What the task requires
The records below are to be repeated in full, exactly as they are.

Provided information
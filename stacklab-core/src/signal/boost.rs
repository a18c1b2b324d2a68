//! Asymmetric extreme boost of the valuation z-score.
//!
//! Positive (buy more) in the value zones, negative in caution/danger, zero in
//! the neutral band. Continuous at every zone boundary:
//!
//! | zone        | z range        | boost                    |
//! |-------------|----------------|--------------------------|
//! | deep value  | z < -2.0       | 0.8·(z+2)² + 0.5         |
//! | value       | [-2.0, -1.0)   | -0.5·(z+1)               |
//! | neutral     | [-1.0, 1.5)    | 0                        |
//! | caution     | [1.5, 2.5)     | -0.3·(z-1.5)             |
//! | danger      | z >= 2.5       | -0.5·(z-2.5)² - 0.3      |

use crate::features::zone::{CAUTION_FROM, DANGER_FROM, DEEP_VALUE_BELOW, VALUE_BELOW};

pub fn extreme_boost(z: f64) -> f64 {
    if z < DEEP_VALUE_BELOW {
        let d = z - DEEP_VALUE_BELOW;
        0.8 * d * d + 0.5
    } else if z < VALUE_BELOW {
        -0.5 * (z - VALUE_BELOW)
    } else if z < CAUTION_FROM {
        0.0
    } else if z < DANGER_FROM {
        -0.3 * (z - CAUTION_FROM)
    } else {
        let d = z - DANGER_FROM;
        -0.5 * d * d - 0.3
    }
}

/// `-z + boost(z)`: positive when the valuation is cheap.
pub fn value_signal(z: f64) -> f64 {
    -z + extreme_boost(z)
}

#[cfg(test)]
mod tests {
    use super::*;

    const BOUNDARIES: [f64; 4] = [-2.0, -1.0, 1.5, 2.5];

    #[test]
    fn continuous_at_zone_boundaries() {
        let eps = 1e-9;
        for b in BOUNDARIES {
            let left = extreme_boost(b - eps);
            let right = extreme_boost(b);
            assert!(
                (left - right).abs() < 1e-6,
                "jump at z={b}: left={left}, right={right}"
            );
        }
    }

    #[test]
    fn known_values() {
        assert!((extreme_boost(-3.0) - 1.3).abs() < 1e-12);
        assert!((extreme_boost(-2.0) - 0.5).abs() < 1e-12);
        assert!((extreme_boost(-1.5) - 0.25).abs() < 1e-12);
        assert_eq!(extreme_boost(0.0), 0.0);
        assert!((extreme_boost(2.0) + 0.15).abs() < 1e-12);
        assert!((extreme_boost(3.5) + 0.8).abs() < 1e-12);
    }

    #[test]
    fn sign_by_zone() {
        assert!(extreme_boost(-2.5) > 0.0);
        assert!(extreme_boost(-1.2) > 0.0);
        assert!(extreme_boost(1.6) < 0.0);
        assert!(extreme_boost(3.0) < 0.0);
    }

    #[test]
    fn value_signal_is_monotone_decreasing() {
        let mut prev = value_signal(-4.0);
        let mut z = -4.0;
        while z < 4.0 {
            z += 0.01;
            let v = value_signal(z);
            assert!(v <= prev + 1e-12, "value_signal rose at z={z}");
            prev = v;
        }
    }
}
//! Exponentially weighted mean (EWM).
//!
//! Recursive: EWM[t] = alpha * x[t] + (1 - alpha) * EWM[t-1], alpha = 2 / (span + 1).
//! Seed: the first finite value. A NaN input yields NaN at that row and leaves
//! the running state untouched, so later rows keep smoothing from the last
//! finite observation.

use super::Indicator;

#[derive(Debug, Clone)]
pub struct Ewm {
    span: usize,
    name: String,
}

impl Ewm {
    pub fn new(span: usize) -> Self {
        assert!(span >= 1, "EWM span must be >= 1");
        Self {
            span,
            name: format!("ewm_{span}"),
        }
    }
}

impl Indicator for Ewm {
    fn name(&self) -> &str {
        &self.name
    }

    fn lookback(&self) -> usize {
        0
    }

    fn compute(&self, values: &[f64]) -> Vec<f64> {
        ewm_of_series(values, self.span)
    }
}

/// Compute EWM values from a raw f64 slice.
pub fn ewm_of_series(values: &[f64], span: usize) -> Vec<f64> {
    let mut result = vec![f64::NAN; values.len()];
    if span == 0 {
        return result;
    }
    let alpha = 2.0 / (span as f64 + 1.0);

    let mut state: Option<f64> = None;
    for (slot, &v) in result.iter_mut().zip(values) {
        if !v.is_finite() {
            continue;
        }
        let next = match state {
            Some(prev) => alpha * v + (1.0 - alpha) * prev,
            None => v,
        };
        state = Some(next);
        *slot = next;
    }

    result
}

Exercise solution
filename stacklab-core/src/signal/boost.rs
repository a18c1b2b324d2a68
//! Asymmetric extreme boost of the valuation z-score.
//!
//! Positive (buy more) in the value zones, negative in caution/danger, zero in
//! the neutral band. Continuous at every zone boundary:
//!
//! | zone        | z range        | boost                    |
//! |-------------|----------------|--------------------------|
//! | deep value  | z < -2.0       | 0.8·(z+2)² + 0.5         |
//! | value       | [-2.0, -1.0)   | -0.5·(z+1)               |
//! | neutral     | [-1.0, 1.5)    | 0                        |
//! | caution     | [1.5, 2.5)     | -0.3·(z-1.5)             |
//! | danger      | z >= 2.5       | -0.5·(z-2.5)² - 0.3      |

use crate::features::zone::{CAUTION_FROM, DANGER_FROM, DEEP_VALUE_BELOW, VALUE_BELOW};

pub fn extreme_boost(z: f64) -> f64 {
    if z < DEEP_VALUE_BELOW {
        let d = z - DEEP_VALUE_BELOW;
        0.8 * d * d + 0.5
    } else if z < VALUE_BELOW {
        -0.5 * (z - VALUE_BELOW)
    } else if z < CAUTION_FROM {
        0.0
    } else if z < DANGER_FROM {
        -0.3 * (z - CAUTION_FROM)
    } else {
        let d = z - DANGER_FROM;
        -0.5 * d * d - 0.3
    }
}

/// `-z + boost(z)`: positive when the valuation is cheap.
pub fn value_signal(z: f64) -> f64 {
    -z + extreme_boost(z)
}

#[cfg(test)]
mod tests {
    use super::*;

    const BOUNDARIES: [f64; 4] = [-2.0, -1.0, 1.5, 2.5];

    #[test]
    fn continuous_at_zone_boundaries() {
        let eps = 1e-9;
        for b in BOUNDARIES {
            let left = extreme_boost(b - eps);
            let right = extreme_boost(b);
            assert!(
                (left - right).abs() < 1e-6,
                "jump at z={b}: left={left}, right={right}"
            );
        }
    }

    #[test]
    fn known_values() {
        assert!((extreme_boost(-3.0) - 1.3).abs() < 1e-12);
        assert!((extreme_boost(-2.0) - 0.5).abs() < 1e-12);
        assert!((extreme_boost(-1.5) - 0.25).abs() < 1e-12);
        assert_eq!(extreme_boost(0.0), 0.0);
        assert!((extreme_boost(2.0) + 0.15).abs() < 1e-12);
        assert!((extreme_boost(3.5) + 0.8).abs() < 1e-12);
    }

    #[test]
    fn sign_by_zone() {
        assert!(extreme_boost(-2.5) > 0.0);
        assert!(extreme_boost(-1.2) > 0.0);
        assert!(extreme_boost(1.6) < 0.0);
        assert!(extreme_boost(3.0) < 0.0);
    }

    #[test]
    fn value_signal_is_monotone_decreasing() {
        let mut prev = value_signal(-4.0);
        let mut z = -4.0;
        while z < 4.0 {
            z += 0.01;
            let v = value_signal(z);
            assert!(v <= prev + 1e-12, "value_signal rose at z={z}");
            prev = v;
        }
    }
}
//! Exponentially weighted mean (EWM).
//!
//! Recursive: EWM[t] = alpha * x[t] + (1 - alpha) * EWM[t-1], alpha = 2 / (span + 1).
//! Seed: the first finite value. A NaN input yields NaN at that row and leaves
//! the running state untouched, so later rows keep smoothing from the last
//! finite observation.

use super::Indicator;

#[derive(Debug, Clone)]
pub struct Ewm {
    span: usize,
    name: String,
}

impl Ewm {
    pub fn new(span: usize) -> Self {
        assert!(span >= 1, "EWM span must be >= 1");
        Self {
            span,
            name: format!("ewm_{span}"),
        }
    }
}

impl Indicator for Ewm {
    fn name(&self) -> &str {
        &self.name
    }

    fn lookback(&self) -> usize {
        0
    }

    fn compute(&self, values: &[f64]) -> Vec<f64> {
        ewm_of_series(values, self.span)
    }
}

/// Compute EWM values from a raw f64 slice.
pub fn ewm_of_series(values: &[f64], span: usize) -> Vec<f64> {
    let mut result = vec![f64::NAN; values.len()];
    if span == 0 {
        return result;
    }
    let alpha = 2.0 / (span as f64 + 1.0);

    let mut state: Option<f64> = None;
    for (slot, &v) in result.iter_mut().zip(values) {
        if !v.is_finite() {
            continue;
        }
        let next = match state {
            Some(prev) => alpha * v + (1.0 - alpha) * prev,
            None => v,
        };
        state = Some(next);
        *slot = next;
    }

    result
}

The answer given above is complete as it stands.